Apple continues a staged update process to address a WebKit vulnerability that allows attackers to craft malicious Web content to load malware on affected devices.

Apple has quietly rolled out more updates to iOS to fix an actively exploited zero-day security vulnerability that it patched earlier this month in newer devices. The vulnerability, found in WebKit, can allow attackers to create malicious Web content that allows remote code execution (RCE) on a user's device.

An update released Wednesday, iOS 12.5.6, applies to the following models: iPhone 5S, iPhone 6, iPhone 6 Plus, iPad Air, iPad mini 2, iPad mini 3, and iPod touch 6th generation.

The flaw in question (CVE-2022-32893) is described by Apple as an out-of-bounds write issue in WebKit. It was addressed in the patch with improved bounds checking. Apple acknowledged that the bug is under active exploit, and is urging users of affected devices to update immediately.

Apple had already patched the vulnerability for some devices — alongside a kernel flaw tracked as CVE-2022-32894 — earlier in August in iOS 15.6.1. That's an update that covered iPhone 6S and later, iPad Pro (all models), iPad Air 2 and later, iPad 5th generation and later, iPad mini 4 and later, and iPod touch (7th generation).

The latest round of patches appears to be Apple covering all its bases by adding protection for iPhones running older versions of iOS, noted security evangelist Paul Ducklin.
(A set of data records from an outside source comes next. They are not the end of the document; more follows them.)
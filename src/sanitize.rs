//! Path localisation and rationale redaction for annotation files.
//!
//! Every `*.json` under the dataset root is rewritten in place: state URLs
//! become `<root>/<game_folder>/<file>` and `Rationale` is emptied. Once a file
//! is in that form, running again leaves it byte-for-byte as it is.

use std::{
    fs,
    path::{Path, PathBuf},
};

use anyhow::{bail, Context, Result};
use log::{info, warn};
use serde_json::Value;
use walkdir::WalkDir;

use crate::annotation::{Annotation, StateUrl};
use crate::paths::{game_folder, UrlRewriter};

pub const DEFAULT_DATASET_ROOT: &str = "annotation_data";
pub const DEFAULT_IMAGE_ROOT: &str = "gamestates/images";
pub const DEFAULT_JSON_ROOT: &str = "gamestates/json";

#[derive(Debug, Clone)]
pub struct SanitizeConfig {
    /// Prefix for rewritten `game_state_url` values
    pub image_root: String,
    /// Prefix for rewritten `json_game_state_url` values
    pub json_root: String,
    pub dry_run: bool,
}

impl Default for SanitizeConfig {
    fn default() -> Self {
        Self {
            image_root: DEFAULT_IMAGE_ROOT.to_string(),
            json_root: DEFAULT_JSON_ROOT.to_string(),
            dry_run: false,
        }
    }
}

/// What happened to a single file.
#[derive(Debug, Clone, Copy, PartialEq, Eq)]
pub enum FileOutcome {
    Sanitized,
    Unchanged,
}

#[derive(Debug, Default, Clone, PartialEq, Eq)]
pub struct SanitizeSummary {
    pub sanitized: usize,
    pub unchanged: usize,
    pub skipped: Vec<PathBuf>,
}

impl SanitizeSummary {
    pub fn total(&self) -> usize {
        self.sanitized + self.unchanged + self.skipped.len()
    }
}

pub struct Sanitizer {
    cfg: SanitizeConfig,
    urls: UrlRewriter,
}

impl Sanitizer {
    pub fn new(cfg: SanitizeConfig) -> Result<Self> {
        Ok(Self {
            cfg,
            urls: UrlRewriter::new()?,
        })
    }

    /// Rewrite one parsed annotation. `source` is only used in log lines.
    pub fn sanitize(&self, mut ann: Annotation, source: &str) -> Annotation {
        match ann.game_name().map(game_folder) {
            Some(folder) => {
                ann.game_state_url =
                    self.localise(ann.game_state_url, &self.cfg.image_root, &folder, source);
                ann.json_game_state_url =
                    self.localise(ann.json_game_state_url, &self.cfg.json_root, &folder, source);
            }
            None => {
                if !ann.game_state_url.is_absent() || !ann.json_game_state_url.is_absent() {
                    warn!("{source}: no usable Game field, state URLs left as they are");
                }
            }
        }

        if ann.rationale.is_some() {
            ann.rationale = Some(Value::String(String::new()));
        }
        ann
    }

    fn localise(&self, url: StateUrl, prefix: &str, folder: &str, source: &str) -> StateUrl {
        url.map_strings(&mut |s: &str| {
            let local = self.urls.to_local(s, prefix, folder);
            if local.is_none() {
                warn!("{source}: unrecognised URL {s:?} left unmodified");
            }
            local
        })
    }

    /// Read, rewrite and (unless dry-run) write back one file.
    pub fn sanitize_file(&self, path: &Path) -> Result<FileOutcome> {
        let raw = fs::read_to_string(path)
            .with_context(|| format!("reading {}", path.display()))?;
        let ann = Annotation::from_json(&raw)
            .with_context(|| format!("parsing {}", path.display()))?;

        let clean = self.sanitize(ann, &path.display().to_string());
        let pretty = serde_json::to_string_pretty(&clean)?;

        if pretty == raw {
            return Ok(FileOutcome::Unchanged);
        }
        if !self.cfg.dry_run {
            fs::write(path, pretty).with_context(|| format!("writing {}", path.display()))?;
        }
        Ok(FileOutcome::Sanitized)
    }

    /// Sanitize every `*.json` under `root`, one bad file never stopping the rest.
    pub fn sanitize_tree(&self, root: &Path) -> Result<SanitizeSummary> {
        let files = collect_json_files(root)?;
        self.sanitize_files(&files, |_| {})
    }

    /// Same as [`Sanitizer::sanitize_tree`] over an explicit file list;
    /// `tick` is called once per file (progress bars hook in here).
    pub fn sanitize_files<F>(&self, files: &[PathBuf], mut tick: F) -> Result<SanitizeSummary>
    where
        F: FnMut(&Path),
    {
        let mut summary = SanitizeSummary::default();
        for path in files {
            match self.sanitize_file(path) {
                Ok(FileOutcome::Sanitized) => {
                    info!("sanitized {}", path.display());
                    summary.sanitized += 1;
                }
                Ok(FileOutcome::Unchanged) => summary.unchanged += 1,
                Err(e) => {
                    warn!("skipped {}: {e:#}", path.display());
                    summary.skipped.push(path.clone());
                }
            }
            tick(path);
        }
        Ok(summary)
    }
}

/// All `*.json` files below `root`, sorted. Fails only if `root` itself
/// cannot be read.
pub fn collect_json_files(root: &Path) -> Result<Vec<PathBuf>> {
    if !root.is_dir() {
        bail!("dataset root {} is not a readable directory", root.display());
    }
    fs::read_dir(root).with_context(|| format!("reading {}", root.display()))?;

    let mut files: Vec<PathBuf> = WalkDir::new(root)
        .into_iter()
        .filter_map(|e| match e {
            Ok(entry) => Some(entry),
            Err(err) => {
                warn!("walk error: {err}");
                None
            }
        })
        .filter(|e| e.file_type().is_file())
        .map(|e| e.into_path())
        .filter(|p| p.extension().and_then(|s| s.to_str()) == Some("json"))
        .collect();
    files.sort();
    Ok(files)
}

#[cfg(test)]
mod tests {
    use super::*;
    use serde_json::json;

    fn sanitizer() -> Sanitizer {
        Sanitizer::new(SanitizeConfig::default()).unwrap()
    }

    fn run(v: Value) -> Value {
        let ann: Annotation = serde_json::from_value(v).unwrap();
        serde_json::to_value(sanitizer().sanitize(ann, "test")).unwrap()
    }

    #[test]
    fn single_url_is_localised() {
        let out = run(json!({
            "Game": "Res Arcana",
            "game_state_url": "https://github.com/org/repo/raw/main/ra_7.png?raw=true",
        }));
        assert_eq!(out["game_state_url"], json!("gamestates/images/res_arcana/ra_7.png"));
    }

    #[test]
    fn url_lists_keep_length_and_order() {
        let out = run(json!({
            "Game": "Pax Renaissance",
            "game_state_url": ["https://h/a/one.png", "", "https://h/b/two.png?x=1"],
            "json_game_state_url": ["https://h/s/one.json"],
        }));
        assert_eq!(
            out["game_state_url"],
            json!([
                "gamestates/images/pax_renaissance/one.png",
                "",
                "gamestates/images/pax_renaissance/two.png"
            ])
        );
        assert_eq!(
            out["json_game_state_url"],
            json!(["gamestates/json/pax_renaissance/one.json"])
        );
    }

    #[test]
    fn rationale_is_blanked_but_kept() {
        let out = run(json!({"Game": "Kingdomino", "Rationale": "Because the castle..."}));
        assert_eq!(out["Rationale"], json!(""));

        let out = run(json!({"Game": "Kingdomino"}));
        assert!(out.get("Rationale").is_none());
    }

    #[test]
    fn odd_values_pass_through() {
        let out = run(json!({
            "Game": "Kingdomino",
            "game_state_url": "kd_1.png",
            "json_game_state_url": null,
            "Answer": "4 or four",
        }));
        assert_eq!(out["game_state_url"], json!("kd_1.png"));
        assert_eq!(out["json_game_state_url"], Value::Null);
        assert_eq!(out["Answer"], json!("4 or four"));
    }

    #[test]
    fn missing_game_leaves_urls_and_redacts() {
        let out = run(json!({
            "game_state_url": "https://h/a/one.png",
            "Rationale": "secret",
        }));
        assert_eq!(out["game_state_url"], json!("https://h/a/one.png"));
        assert_eq!(out["Rationale"], json!(""));
    }

    #[test]
    fn non_string_game_still_redacts_and_keeps_key() {
        let out = run(json!({
            "Game": 7,
            "game_state_url": "https://h/a/one.png",
            "Rationale": "secret gold explanation",
        }));
        assert_eq!(out["Game"], json!(7));
        assert_eq!(out["game_state_url"], json!("https://h/a/one.png"));
        assert_eq!(out["Rationale"], json!(""));

        let out = run(json!({"Game": null, "Rationale": "secret", "ID": 1}));
        assert_eq!(out, json!({"Game": null, "Rationale": "", "ID": 1}));
    }

    #[test]
    fn custom_roots() {
        let s = Sanitizer::new(SanitizeConfig {
            image_root: "images".into(),
            json_root: "states".into(),
            dry_run: false,
        })
        .unwrap();
        let ann: Annotation = serde_json::from_value(json!({
            "Game": "Kingdomino",
            "game_state_url": "https://h/x.png",
            "json_game_state_url": "https://h/x.json",
        }))
        .unwrap();
        let out = s.sanitize(ann, "test");
        assert_eq!(out.game_state_url, StateUrl::Single("images/kingdomino/x.png".into()));
        assert_eq!(out.json_game_state_url, StateUrl::Single("states/kingdomino/x.json".into()));
    }
}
"We're guessing that Apple must have come across at least some high-profile (or high-risk, or both) users of older phones who were compromised in this way, and decided to push out protection for everyone as a special precaution," he wrote in a post on the Sophos Naked Security blog.

The dual coverage by Apple to fix the bug in both versions of iOS is due to the change in which versions of the platform run on which iPhones, Ducklin explained.

Before Apple released iOS 13.1 and iPadOS 13.1, iPhones and iPads used the same operating system, referred to as iOS for both devices, he said. Now, iOS 12.x covers iPhone 6 and earlier devices, while iOS 13.1 and later versions run on iPhone 6s and devices released after.

The other zero-day flaw that Apple patched earlier this month, CVE-2022-32894, was a kernel vulnerability that can allow for entire device takeover. But while iOS 13 was affected by that flaw — and thus got a patch for it in the earlier update — it does not affect iOS 12, Ducklin observed, "which almost certainly avoids the risk of total compromise of the operating system itself" on older devices, he said.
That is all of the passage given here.